Menurutnya di dalam individu terdapat tiga unsur: 1) bayangan mengenai
bagaimana orang lain melihat kita; 2) bayangan mengenai pendapat orang
lain mengenai diri kita; dan 3) rasa diri yang bersifat positif maupun
negatif.
Sumber: http://eunchasiluets.wordpress.com/2012/05/08/45/
George Herbert Mead (1863-1931)
George Herbert Mead (1863-1931), salah satu tokoh sentra interaksionisme simbolik menggambarkan pembentukan diri” atau tahap sosialisasi dalam ilustrasi pertumbuhan anak, dimana terdapat tiga tahap pertumbuhan anak, yakni 1) tahap bermain (play stage); 2) tahap permainan (game stage); dan 3) tahap mengambil peran orang lain (taking role the other).

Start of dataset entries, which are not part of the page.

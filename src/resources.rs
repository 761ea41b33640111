//! Desired-state builder: the full object set installed for one managed
//! cluster, split into a control-plane (seed) scoped set and a workload
//! (shoot) scoped set.
//!
//! Construction is pure apart from image lookups; identical inputs produce
//! byte-identical serialized objects so bundle diffing stays quiet.

use std::collections::BTreeMap;

use base64::engine::general_purpose::STANDARD as BASE64;
use base64::Engine;
use k8s_openapi::api::apps::v1::{Deployment, DeploymentSpec};
use k8s_openapi::api::core::v1::{
    Container, ContainerPort, EnvVar, EnvVarSource, KeyToPath, LocalObjectReference, PodSpec,
    PodTemplateSpec, ProjectedVolumeSource, Secret, SecretKeySelector, SecretProjection, Service,
    ServicePort, ServiceSpec, Volume, VolumeMount, VolumeProjection,
};
use k8s_openapi::api::networking::v1::{
    NetworkPolicy, NetworkPolicyEgressRule, NetworkPolicyIngressRule, NetworkPolicyPeer,
    NetworkPolicyPort, NetworkPolicySpec,
};
use k8s_openapi::api::rbac::v1::{ClusterRoleBinding, RoleRef, Subject};
use k8s_openapi::apimachinery::pkg::apis::meta::v1::{LabelSelector, ObjectMeta};
use k8s_openapi::apimachinery::pkg::util::intstr::IntOrString;
use k8s_openapi::ByteString;
use serde_json::Value;

use crate::config::{
    ControllerConfig, IMAGE_AUTHN_WEBHOOK, IMAGE_GROUP_ROLEBINDING_CONTROLLER,
};
use crate::crds::{AuthnConfig, Cluster};
use crate::error::{Error, Result};
use crate::merge::{ensure_volume_mount_with_name, ensure_volume_with_name};
use crate::registry::tagged;

/// Name of the webhook deployment, service and related secrets.
pub const WEBHOOK_NAME: &str = "kube-jwt-authn-webhook";

/// Secret carrying the upstream API URL/HMAC/auth-type triple.
pub const WEBHOOK_METALAPI_SECRET_NAME: &str = "kube-jwt-authn-webhook-metalapi-secret";

/// Name of the group rolebinding controller deployment.
pub const GRC_NAME: &str = "group-rolebinding-controller";

const WEBHOOK_REGISTRY_SECRET_NAME: &str = "kube-jwt-authn-webhook-registry-credentials";
const GRC_REGISTRY_SECRET_NAME: &str = "group-rolebinding-controller-registry-credentials";

/// Serving and metrics ports of the webhook.
pub const WEBHOOK_SERVING_PORT: i32 = 443;
pub const WEBHOOK_METRICS_PORT: i32 = 2112;

/// Annotation carrying the owning tenant of a managed cluster.
pub const TENANT_ANNOTATION: &str = "cluster.metal-stack.io/tenant";

const GENERIC_KUBECONFIG_ANNOTATION: &str = "generic-token-kubeconfig.secret.gardener.cloud/name";
const DEFAULT_GENERIC_KUBECONFIG_SECRET: &str = "generic-token-kubeconfig";

/// Well-known mount path of the injected generic kubeconfig.
pub const PATH_GENERIC_KUBECONFIG: &str =
    "/var/run/secrets/gardener.cloud/shoot/generic-kubeconfig/kubeconfig";

/// Per-cluster context derived from the `Cluster` resource.
#[derive(Debug, Clone)]
pub struct ClusterContext {
    /// Name of the managed cluster
    pub name: String,
    /// Control-plane namespace of the cluster
    pub namespace: String,
    /// Cluster annotations
    pub annotations: BTreeMap<String, String>,
    /// Whether the cluster is hibernated
    pub hibernated: bool,
}

impl ClusterContext {
    /// Derive the context from the cluster mirror resource.
    #[must_use]
    pub fn from_cluster(cluster: &Cluster, namespace: &str) -> Self {
        Self {
            name: cluster.spec.shoot.name.clone(),
            namespace: namespace.to_string(),
            annotations: cluster.spec.shoot.annotations.clone(),
            hibernated: cluster.spec.shoot.hibernated,
        }
    }

    /// The owning tenant. Required, never defaulted.
    pub fn tenant(&self) -> Result<&str> {
        self.annotations
            .get(TENANT_ANNOTATION)
            .map(String::as_str)
            .ok_or_else(|| Error::MissingTenant {
                cluster: self.name.clone(),
            })
    }

    /// Desired replica count: hibernated clusters scale to zero.
    #[must_use]
    pub fn replicas(&self) -> i32 {
        i32::from(!self.hibernated)
    }

    /// Name of the generic token kubeconfig secret in the control-plane
    /// namespace.
    #[must_use]
    pub fn generic_kubeconfig_secret(&self) -> &str {
        self.annotations
            .get(GENERIC_KUBECONFIG_ANNOTATION)
            .map_or(DEFAULT_GENERIC_KUBECONFIG_SECRET, String::as_str)
    }
}

fn labels(pairs: &[(&str, &str)]) -> BTreeMap<String, String> {
    pairs
        .iter()
        .map(|(k, v)| ((*k).to_string(), (*v).to_string()))
        .collect()
}

fn metalapi_env(name: &str, key: &str) -> EnvVar {
    EnvVar {
        name: name.to_string(),
        value_from: Some(EnvVarSource {
            secret_key_ref: Some(SecretKeySelector {
                name: WEBHOOK_METALAPI_SECRET_NAME.to_string(),
                key: key.to_string(),
                ..Default::default()
            }),
            ..Default::default()
        }),
        ..Default::default()
    }
}

fn env(name: &str, value: &str) -> EnvVar {
    EnvVar {
        name: name.to_string(),
        value: Some(value.to_string()),
        ..Default::default()
    }
}

fn webhook_deployment(
    config: &ControllerConfig,
    authn_config: &AuthnConfig,
    cluster: &ClusterContext,
    image: String,
    tenant: &str,
) -> Deployment {
    Deployment {
        metadata: ObjectMeta {
            name: Some(WEBHOOK_NAME.to_string()),
            namespace: Some(cluster.namespace.clone()),
            labels: Some(labels(&[("k8s-app", WEBHOOK_NAME)])),
            ..Default::default()
        },
        spec: Some(DeploymentSpec {
            replicas: Some(cluster.replicas()),
            selector: LabelSelector {
                match_labels: Some(labels(&[("k8s-app", WEBHOOK_NAME)])),
                ..Default::default()
            },
            template: PodTemplateSpec {
                metadata: Some(ObjectMeta {
                    labels: Some(labels(&[
                        ("k8s-app", WEBHOOK_NAME),
                        ("app", WEBHOOK_NAME),
                        ("networking.gardener.cloud/from-prometheus", "allowed"),
                        ("networking.gardener.cloud/from-shoot-apiserver", "allowed"),
                        ("networking.gardener.cloud/to-dns", "allowed"),
                        ("networking.gardener.cloud/to-public-networks", "allowed"),
                    ])),
                    annotations: Some(labels(&[
                        ("scheduler.alpha.kubernetes.io/critical-pod", ""),
                        ("prometheus.io/scrape", "true"),
                        ("prometheus.io/path", "/metrics"),
                        ("prometheus.io/port", "2112"),
                    ])),
                    ..Default::default()
                }),
                spec: Some(PodSpec {
                    containers: vec![Container {
                        name: "kubernetes-authn-webhook".to_string(),
                        image: Some(image),
                        image_pull_policy: Some("IfNotPresent".to_string()),
                        ports: Some(vec![
                            ContainerPort {
                                container_port: WEBHOOK_SERVING_PORT,
                                protocol: Some("TCP".to_string()),
                                ..Default::default()
                            },
                            ContainerPort {
                                name: Some("monitoring".to_string()),
                                container_port: WEBHOOK_METRICS_PORT,
                                protocol: Some("TCP".to_string()),
                                ..Default::default()
                            },
                        ]),
                        env: Some(vec![
                            env("LISTEN", ":443"),
                            env("ISSUER", &authn_config.issuer),
                            env("CLIENTID", &authn_config.client_id),
                            env("GROUPSPREFIXTOREMOVE", "k8s"),
                            env("TENANT", tenant),
                            env("PROVIDERTENANT", &config.auth.provider_tenant),
                            env("CLUSTER", &cluster.name),
                            metalapi_env("METAL_URL", "metalapi-url"),
                            metalapi_env("METAL_HMAC", "metalapi-hmac"),
                            metalapi_env("METAL_HMACAUTHTYPE", "metalapi-authtype"),
                        ]),
                        ..Default::default()
                    }],
                    ..Default::default()
                }),
            },
            ..Default::default()
        }),
        ..Default::default()
    }
}
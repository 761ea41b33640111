//! Create, update, delete and wait on managed resource bundles.
//!
//! A bundle is a data `Secret` plus a `ManagedResource` pointing at it; the
//! resource-manager applies the bundled objects into the target cluster.
//! Fixed bundle names make repeated application an update-in-place.

use std::collections::BTreeMap;
use std::time::Duration;

use async_trait::async_trait;
use k8s_openapi::api::core::v1::Secret;
use k8s_openapi::apimachinery::pkg::apis::meta::v1::ObjectMeta;
use kube::api::{Api, DeleteParams, PostParams};
use kube::Client;
use tokio_util::sync::CancellationToken;
use tracing::{debug, info};

use crate::crds::{ManagedResource, ManagedResourceSpec, SecretRef};
use crate::error::{Error, Result};

/// Bounded wait applied to bundle deletion confirmation.
pub const DELETION_TIMEOUT: Duration = Duration::from_secs(120);

const POLL_INTERVAL: Duration = Duration::from_secs(2);

/// Data key under which a bundle's serialized objects are stored.
pub const BUNDLE_DATA_KEY: &str = "objects.yaml";

/// Scope a bundle is applied into.
#[derive(Debug, Clone, Copy, PartialEq, Eq)]
pub enum ResourceScope {
    /// Applied into the control-plane (seed) namespace
    ControlPlane,
    /// Applied inside the managed (shoot) cluster
    Workload,
}

impl ResourceScope {
    fn class(self) -> Option<&'static str> {
        match self {
            ResourceScope::ControlPlane => Some("seed"),
            ResourceScope::Workload => None,
        }
    }
}

/// Storage backend for managed resource bundles.
///
/// The actuator only talks to this trait so its delete semantics can be
/// exercised against stub stores.
#[async_trait]
pub trait ManagedResourceStore: Send + Sync {
    /// Create the bundle or replace its content, identified by `name`.
    async fn apply(
        &self,
        namespace: &str,
        name: &str,
        scope: ResourceScope,
        data: String,
        force_overwrite: bool,
    ) -> Result<()>;

    /// Request deletion of the bundle. Absent bundles are not an error.
    async fn delete(&self, namespace: &str, name: &str) -> Result<()>;

    /// Whether the bundle still exists.
    async fn exists(&self, namespace: &str, name: &str) -> Result<bool>;
}

/// Block until the platform confirms bundle removal, bounded by `timeout`.
///
/// Cancelling `shutdown` aborts the wait early instead of hanging.
pub async fn wait_until_deleted<S>(
    store: &S,
    namespace: &str,
    name: &str,
    timeout: Duration,
    shutdown: &CancellationToken,
) -> Result<()>
where
    S: ManagedResourceStore + ?Sized,
{
    let deadline = tokio::time::Instant::now() + timeout;

    loop {
        if !store.exists(namespace, name).await? {
            debug!("managed resource {}/{} is gone", namespace, name);
            return Ok(());
        }

        if tokio::time::Instant::now() + POLL_INTERVAL > deadline {
            return Err(Error::DeletionTimeout {
                namespace: namespace.to_string(),
                name: name.to_string(),
                timeout,
            });
        }

        tokio::select! {
            () = shutdown.cancelled() => {
                return Err(Error::Cancelled(format!(
                    "wait for deletion of managed resource {namespace}/{name}"
                )));
            }
            () = tokio::time::sleep(POLL_INTERVAL) => {}
        }
    }
}

/// Store backed by the Kubernetes API of the control-plane cluster.
#[derive(Clone)]
pub struct KubeManagedResourceStore {
    client: Client,
}

impl KubeManagedResourceStore {
    #[must_use]
    pub fn new(client: Client) -> Self {
        Self { client }
    }

    fn secret_name(name: &str) -> String {
        format!("managedresource-{name}")
    }

    fn apply_error(namespace: &str, name: &str, source: kube::Error) -> Error {
        Error::BundleApply {
            namespace: namespace.to_string(),
            name: name.to_string(),
            source,
        }
    }

    async fn upsert_secret(&self, namespace: &str, secret: Secret) -> Result<(), kube::Error> {
        let api: Api<Secret> = Api::namespaced(self.client.clone(), namespace);
        let name = secret.metadata.name.clone().unwrap_or_default();

        match api.create(&PostParams::default(), &secret).await {
            Ok(_) => Ok(()),
            Err(kube::Error::Api(ae)) if ae.code == 409 => {
                let existing = api.get(&name).await?;
                let mut updated = secret;
                updated.metadata.resource_version = existing.metadata.resource_version;
                api.replace(&name, &PostParams::default(), &updated).await?;
                Ok(())
            }
            Err(e) => Err(e),
        }
    }

    async fn upsert_managed_resource(
        &self,
        namespace: &str,
        resource: ManagedResource,
    ) -> Result<(), kube::Error> {
        let api: Api<ManagedResource> = Api::namespaced(self.client.clone(), namespace);
        let name = resource.metadata.name.clone().unwrap_or_default();

        match api.create(&PostParams::default(), &resource).await {
            Ok(_) => Ok(()),
            Err(kube::Error::Api(ae)) if ae.code == 409 => {
                let existing = api.get(&name).await?;
                let mut updated = resource;
                updated.metadata.resource_version = existing.metadata.resource_version;
                api.replace(&name, &PostParams::default(), &updated).await?;
                Ok(())
            }
            Err(e) => Err(e),
        }
    }
}

#[async_trait]
impl ManagedResourceStore for KubeManagedResourceStore {
    async fn apply(
        &self,
        namespace: &str,
        name: &str,
        scope: ResourceScope,
        data: String,
        force_overwrite: bool,
    ) -> Result<()> {
        let secret_name = Self::secret_name(name);

        let secret = Secret {
            metadata: ObjectMeta {
                name: Some(secret_name.clone()),
                namespace: Some(namespace.to_string()),
                ..Default::default()
            },
            string_data: Some(BTreeMap::from([(BUNDLE_DATA_KEY.to_string(), data)])),
            ..Default::default()
        };

        let resource = ManagedResource {
            metadata: ObjectMeta {
                name: Some(name.to_string()),
                namespace: Some(namespace.to_string()),
                labels: match scope {
                    ResourceScope::Workload => Some(BTreeMap::from([(
                        "origin".to_string(),
                        "fits-authn".to_string(),
                    )])),
                    ResourceScope::ControlPlane => None,
                },
                ..Default::default()
            },
            spec: ManagedResourceSpec {
                class: scope.class().map(ToString::to_string),
                secret_refs: vec![SecretRef { name: secret_name }],
                keep_objects: match scope {
                    ResourceScope::Workload => Some(false),
                    ResourceScope::ControlPlane => None,
                },
                force_overwrite_labels: force_overwrite.then_some(true),
                force_overwrite_annotations: force_overwrite.then_some(true),
                ..Default::default()
            },
        };

        self.upsert_secret(namespace, secret)
            .await
            .map_err(|e| Self::apply_error(namespace, name, e))?;
        self.upsert_managed_resource(namespace, resource)
            .await
            .map_err(|e| Self::apply_error(namespace, name, e))?;

        info!("managed resource {}/{} applied", namespace, name);
        Ok(())
    }

    async fn delete(&self, namespace: &str, name: &str) -> Result<()> {
        let resources: Api<ManagedResource> = Api::namespaced(self.client.clone(), namespace);
        match resources.delete(name, &DeleteParams::default()).await {
            Ok(_) => {}
            Err(kube::Error::Api(ae)) if ae.code == 404 => {}
            Err(e) => return Err(e.into()),
        }

        let secrets: Api<Secret> = Api::namespaced(self.client.clone(), namespace);
        match secrets
            .delete(&Self::secret_name(name), &DeleteParams::default())
            .await
        {
            Ok(_) => {}
            Err(kube::Error::Api(ae)) if ae.code == 404 => {}
            Err(e) => return Err(e.into()),
        }

        info!("managed resource {}/{} deletion requested", namespace, name);
        Ok(())
    }

    async fn exists(&self, namespace: &str, name: &str) -> Result<bool> {
        let resources: Api<ManagedResource> = Api::namespaced(self.client.clone(), namespace);
        match resources.get(name).await {
            Ok(_) => Ok(true),
            Err(kube::Error::Api(ae)) if ae.code == 404 => Ok(false),
            Err(e) => Err(e.into()),
        }
    }
}

#[cfg(test)]
mod tests {
    use super::*;
    use std::sync::atomic::{AtomicUsize, Ordering};

    /// Store whose bundles never go away.
    struct NeverDeletedStore {
        polls: AtomicUsize,
    }

    #[async_trait]
    impl ManagedResourceStore for NeverDeletedStore {
        async fn apply(&self, _: &str, _: &str, _: ResourceScope, _: String, _: bool) -> Result<()> {
            Ok(())
        }

        async fn delete(&self, _: &str, _: &str) -> Result<()> {
            Ok(())
        }

        async fn exists(&self, _: &str, _: &str) -> Result<bool> {
            self.polls.fetch_add(1, Ordering::SeqCst);
            Ok(true)
        }
    }

    /// Store whose bundle disappears after a few polls.
    struct EventuallyDeletedStore {
        remaining: AtomicUsize,
    }

    #[async_trait]
    impl ManagedResourceStore for EventuallyDeletedStore {
        async fn apply(&self, _: &str, _: &str, _: ResourceScope, _: String, _: bool) -> Result<()> {
            Ok(())
        }

        async fn delete(&self, _: &str, _: &str) -> Result<()> {
            Ok(())
        }

        async fn exists(&self, _: &str, _: &str) -> Result<bool> {
            Ok(self.remaining.fetch_sub(1, Ordering::SeqCst) > 1)
        }
    }

    #[tokio::test(start_paused = true)]
    async fn test_wait_until_deleted_times_out() {
        let store = NeverDeletedStore {
            polls: AtomicUsize::new(0),
        };
        let token = CancellationToken::new();

        let started = tokio::time::Instant::now();
        let result =
            wait_until_deleted(&store, "shoot--test", "extension-fits-auth", DELETION_TIMEOUT, &token)
                .await;

        assert!(matches!(
            result,
            Err(Error::DeletionTimeout { ref name, .. }) if name == "extension-fits-auth"
        ));
        // bounded by the timeout window, not hanging indefinitely
        assert!(started.elapsed() <= DELETION_TIMEOUT + Duration::from_secs(1));
        assert!(store.polls.load(Ordering::SeqCst) > 1);
    }

    #[tokio::test(start_paused = true)]
    async fn test_wait_until_deleted_returns_once_gone() {
        let store = EventuallyDeletedStore {
            remaining: AtomicUsize::new(3),
        };
        let token = CancellationToken::new();

        wait_until_deleted(&store, "shoot--test", "extension-fits-auth", DELETION_TIMEOUT, &token)
            .await
            .unwrap();
    }

    #[tokio::test(start_paused = true)]
    async fn test_wait_until_deleted_respects_cancellation() {
        let store = NeverDeletedStore {
            polls: AtomicUsize::new(0),
        };
        let token = CancellationToken::new();
        token.cancel();

        let result =
            wait_until_deleted(&store, "shoot--test", "extension-fits-auth", DELETION_TIMEOUT, &token)
                .await;
        assert!(matches!(result, Err(Error::Cancelled(_))));
    }
}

Manusia tidak bereaksi terhadap dunia
sekitar secara langsung, mereka bereaksi terhadap makna yang mereka
hubungkan dengan benda-benda dan kejadian-kejadian sekitar mereka, lampu
lalu lintas, antrian pada loket karcis, peluit seorang polisi dan
isyarat tangan. W.I. Thomas (1863-1947), mengungkapkan
tentang definisi suatu situasi, yang mengutarakan bahwa kita hanya dapat
bertindak tepat bila kita telah menetapkan sifat situasinya. Bila
seorang laki-laki mendekat dan mengulurkan tangan kanannya, kita
mengartikannya sebagai salam persahabatan, bila mendekat dengan tangan
mengepal situasinya akan berlainan. Kegagalan merumuskan situasi
perilaku secara benar dan bereaksi dengan tepat, dapat menimbulkan
akibat-akibat yang kurang menyenangkan.